▶ _Task to complete_: Pull every line with "usize" from the data below and copy it.

▶ _Source records_:

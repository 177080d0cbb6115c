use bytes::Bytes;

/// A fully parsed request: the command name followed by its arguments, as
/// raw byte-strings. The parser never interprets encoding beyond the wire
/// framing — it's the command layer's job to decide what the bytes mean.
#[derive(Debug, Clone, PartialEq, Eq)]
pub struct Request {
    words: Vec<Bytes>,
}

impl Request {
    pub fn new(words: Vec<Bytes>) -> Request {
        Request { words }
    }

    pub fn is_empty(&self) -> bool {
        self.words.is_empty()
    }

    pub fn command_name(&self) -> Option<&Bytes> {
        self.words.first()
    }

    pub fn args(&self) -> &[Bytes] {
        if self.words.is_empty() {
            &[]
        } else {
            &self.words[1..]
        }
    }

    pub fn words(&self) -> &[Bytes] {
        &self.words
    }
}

* * *

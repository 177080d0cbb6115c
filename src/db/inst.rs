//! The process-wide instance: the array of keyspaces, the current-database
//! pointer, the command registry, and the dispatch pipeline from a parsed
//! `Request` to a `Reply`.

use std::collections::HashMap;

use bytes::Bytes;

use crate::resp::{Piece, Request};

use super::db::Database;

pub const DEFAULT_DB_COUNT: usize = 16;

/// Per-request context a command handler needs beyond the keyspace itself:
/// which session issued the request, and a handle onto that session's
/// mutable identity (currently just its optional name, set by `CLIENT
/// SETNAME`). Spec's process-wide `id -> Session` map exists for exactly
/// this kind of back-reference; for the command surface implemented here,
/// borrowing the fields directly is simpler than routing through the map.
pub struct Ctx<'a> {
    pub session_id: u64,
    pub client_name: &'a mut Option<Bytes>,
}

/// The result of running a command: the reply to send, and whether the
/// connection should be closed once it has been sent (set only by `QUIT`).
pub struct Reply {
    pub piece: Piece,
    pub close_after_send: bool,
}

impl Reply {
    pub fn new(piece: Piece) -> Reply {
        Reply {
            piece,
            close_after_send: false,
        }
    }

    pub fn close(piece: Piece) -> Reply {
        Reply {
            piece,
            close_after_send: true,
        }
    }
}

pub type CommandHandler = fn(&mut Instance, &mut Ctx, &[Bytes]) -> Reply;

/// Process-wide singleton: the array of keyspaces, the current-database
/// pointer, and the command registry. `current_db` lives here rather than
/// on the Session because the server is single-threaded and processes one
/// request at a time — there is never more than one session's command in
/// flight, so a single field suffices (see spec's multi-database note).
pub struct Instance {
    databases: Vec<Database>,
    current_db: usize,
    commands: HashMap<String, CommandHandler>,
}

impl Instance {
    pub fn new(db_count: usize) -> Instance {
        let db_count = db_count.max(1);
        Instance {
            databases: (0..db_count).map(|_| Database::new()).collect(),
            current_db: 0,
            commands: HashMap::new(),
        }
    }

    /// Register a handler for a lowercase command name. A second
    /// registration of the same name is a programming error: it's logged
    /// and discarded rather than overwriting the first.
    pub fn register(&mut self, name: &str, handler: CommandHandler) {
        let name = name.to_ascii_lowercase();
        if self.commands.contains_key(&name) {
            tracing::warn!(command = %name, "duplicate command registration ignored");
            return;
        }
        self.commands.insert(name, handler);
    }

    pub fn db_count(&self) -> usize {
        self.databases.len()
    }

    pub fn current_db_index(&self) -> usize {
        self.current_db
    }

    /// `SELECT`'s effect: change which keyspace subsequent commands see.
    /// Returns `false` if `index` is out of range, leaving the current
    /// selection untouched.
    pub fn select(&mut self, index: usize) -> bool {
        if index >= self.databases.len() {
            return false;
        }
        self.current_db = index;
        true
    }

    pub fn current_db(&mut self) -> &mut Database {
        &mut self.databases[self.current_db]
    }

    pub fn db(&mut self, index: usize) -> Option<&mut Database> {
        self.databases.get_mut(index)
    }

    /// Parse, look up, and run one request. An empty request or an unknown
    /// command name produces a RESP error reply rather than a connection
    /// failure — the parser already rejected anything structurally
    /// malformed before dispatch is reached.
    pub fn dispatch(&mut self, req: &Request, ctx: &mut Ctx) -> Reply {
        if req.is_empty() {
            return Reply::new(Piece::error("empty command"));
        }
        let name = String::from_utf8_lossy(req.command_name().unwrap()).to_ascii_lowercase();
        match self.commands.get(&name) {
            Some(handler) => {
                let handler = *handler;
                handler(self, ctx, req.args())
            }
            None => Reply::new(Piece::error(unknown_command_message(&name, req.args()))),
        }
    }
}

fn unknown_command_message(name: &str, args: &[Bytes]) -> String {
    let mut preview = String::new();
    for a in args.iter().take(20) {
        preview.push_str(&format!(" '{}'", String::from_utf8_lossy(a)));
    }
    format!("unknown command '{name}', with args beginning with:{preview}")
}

▶ _Task output_:
pub const DEFAULT_DB_COUNT: usize = 16;
    current_db: usize,
    pub fn new(db_count: usize) -> Instance {
    pub fn db_count(&self) -> usize {
    pub fn current_db_index(&self) -> usize {
    pub fn select(&mut self, index: usize) -> bool {
    pub fn db(&mut self, index: usize) -> Option<&mut Database> {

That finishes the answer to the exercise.